At the beginning of this article, we told you that you can open a custodian account instead of a CDP account. We also told you that this option is riskier, and now we’ll discuss why.
Firstly, you saw in the tables above that very low commissions are usually correlated with custodian accounts. That’s a definite advantage because you’ll have a prepaid account where you can pay rates in advance. Thanks to your pre-deposits, these institutions have more capital to keep a trump card on the open market.
However, the subsequent advantage is that your account balance dictates how much you can trade. If you want to buy and sell more stock, you’ll have to transfer more money into your account.
Another disadvantage is that your stocks aren’t kept in a CDP account in your name. Your stocks’ home is this custodian account that doesn’t give you full ownership on your stocks. Therefore, you won’t be able to vote or take part in meetings at the companies where you have shares.
But the biggest risk you incur is in case your brokerage firm becomes insolvent. Your stocks aren’t in your name so that you can lose them in case your company fails.
3. The Trading Platform
The ease of use of your company’s trading platform might seem trivial. However, studies show that intuitive websites help you make better comparisons and better purchase decisions. As such, your investments will become more profitable by the day.
Remember to steer clear from very user-friendly trading platforms. These can get you hooked into trading so much so that trading can become an addiction.

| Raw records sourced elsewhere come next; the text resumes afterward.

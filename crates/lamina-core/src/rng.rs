//! Deterministic sequencer and seed-derivation helpers.

use rand::{RngCore, SeedableRng};
use rand_chacha::ChaCha12Rng;
use serde::{Deserialize, Serialize};
use siphasher::sip::SipHasher13;
use std::hash::Hasher;

/// Scale factor mapping the top 53 bits of a `u64` into [0, 1).
const UNIT_SCALE: f64 = 1.0 / (1u64 << 53) as f64;

/// Seed accepted by the project configuration.
///
/// A numeric seed is used verbatim. A text seed is reduced to `u64` with
/// SipHash-1-3 configured with fixed zero keys; this rule is stable across
/// platforms and is the only sanctioned way to derive numeric seeds from
/// labels.
#[derive(Debug, Clone, PartialEq, Eq, Serialize, Deserialize)]
#[serde(untagged)]
pub enum Seed {
    /// Direct numeric seed.
    Number(u64),
    /// Text label hashed into a numeric seed.
    Text(String),
}

impl Seed {
    /// Reduces the seed to the `u64` fed into the sequencer.
    pub fn to_u64(&self) -> u64 {
        match self {
            Seed::Number(value) => *value,
            Seed::Text(label) => derive_text_seed(label),
        }
    }
}

/// Derives the deterministic numeric seed for a text label.
pub fn derive_text_seed(label: &str) -> u64 {
    let mut hasher = SipHasher13::new_with_keys(0, 0);
    hasher.write(label.as_bytes());
    hasher.finish()
}

/// The single deterministic random stream consumed by every component.
///
/// The generator is pinned to ChaCha12 so that "same seed, same output"
/// names a versioned algorithm instead of depending on whichever generator
/// `StdRng` aliases in a given `rand` release. Draws happen in exactly one
/// global order; the sequencer has a single consumer and no thread-safety
/// requirement.
#[derive(Debug, Clone)]
pub struct Sequencer {
    rng: ChaCha12Rng,
    draws: u64,
}

impl Sequencer {
    /// Creates a sequencer from a reduced numeric seed.
    pub fn from_seed(seed: u64) -> Self {
        Self {
            rng: ChaCha12Rng::seed_from_u64(seed),
            draws: 0,
        }
    }

    /// Returns the next float in [0, 1).
    ///
    /// Takes the top 53 bits of the generator output, so every value is an
    /// exactly representable multiple of 2^-53.
    pub fn next(&mut self) -> f64 {
        self.draws += 1;
        (self.rng.next_u64() >> 11) as f64 * UNIT_SCALE
    }

    /// Canonical `floor(next() * n)` index draw used by every component.
    pub fn draw_index(&mut self, n: usize) -> usize {
        debug_assert!(n > 0, "draw_index requires a non-empty range");
        (self.next() * n as f64) as usize
    }

    /// Number of values drawn so far (diagnostics and consumption audits).
    pub fn draws(&self) -> u64 {
        self.draws
    }
}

Hey, you reached the end! Now you know all the basics things about trading and what to consider before choosing a brokerage firm. You also know the differences between custodian accounts and CDP accounts, plus you can compare the pros and cons of different trading styles.
All these advice will bring you more cash flow to navigate the financially troubled times caused by the SARS-CoV-2 pandemic.

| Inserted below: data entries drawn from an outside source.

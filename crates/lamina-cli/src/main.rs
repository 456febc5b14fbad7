use std::error::Error;

use clap::{Parser, Subcommand};
use tracing_subscriber::EnvFilter;

use commands::generate::{self, GenerateArgs};
use commands::gif::{self, GifArgs};
use commands::probe::{self, ProbeArgs};
use commands::rarity::{self, RarityArgs};

mod commands;

#[derive(Parser, Debug)]
#[command(name = "lamina", about = "Deterministic layered collection generator")]
struct Cli {
    #[command(subcommand)]
    command: Option<Command>,
}

#[derive(Subcommand, Debug)]
enum Command {
    /// Generate the collection described by lamina.json.
    Generate(GenerateArgs),
    /// Aggregate rarity statistics over persisted metadata records.
    Rarity(RarityArgs),
    /// Assemble an animated GIF from a folder of rendered PNG frames.
    Gif(GifArgs),
    /// Generate without persisting anything and print the rarity report.
    Probe(ProbeArgs),
}

fn main() -> Result<(), Box<dyn Error>> {
    tracing_subscriber::fmt()
        .with_env_filter(
            EnvFilter::try_from_default_env().unwrap_or_else(|_| EnvFilter::new("info")),
        )
        .init();

    let cli = Cli::parse();
    match cli.command {
        // Bare invocation generates, matching the common workflow.
        None => generate::run(&GenerateArgs::default()),
        Some(Command::Generate(args)) => generate::run(&args),
        Some(Command::Rarity(args)) => rarity::run(&args),
        Some(Command::Gif(args)) => gif::run(&args),
        Some(Command::Probe(args)) => probe::run(&args),
    }
}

Here’s a quick summary before you go:
- Choose a CDP account if you want to have your stocks risk-free in your name. The fees may be bigger, but you get to own what’s yours.
- Choose a custodian account if you’re interested in low commissions, but remember that you’ll still have to pay some maintenance fees. Besides, your stocks aren’t exactly yours.
- Choose a brokerage firm with low trading fees if you’re doing frequent trades.
- Choose a brokerage firm with a low minimum fee if you’re trading rarely or if you’re trading small amounts under $10,000.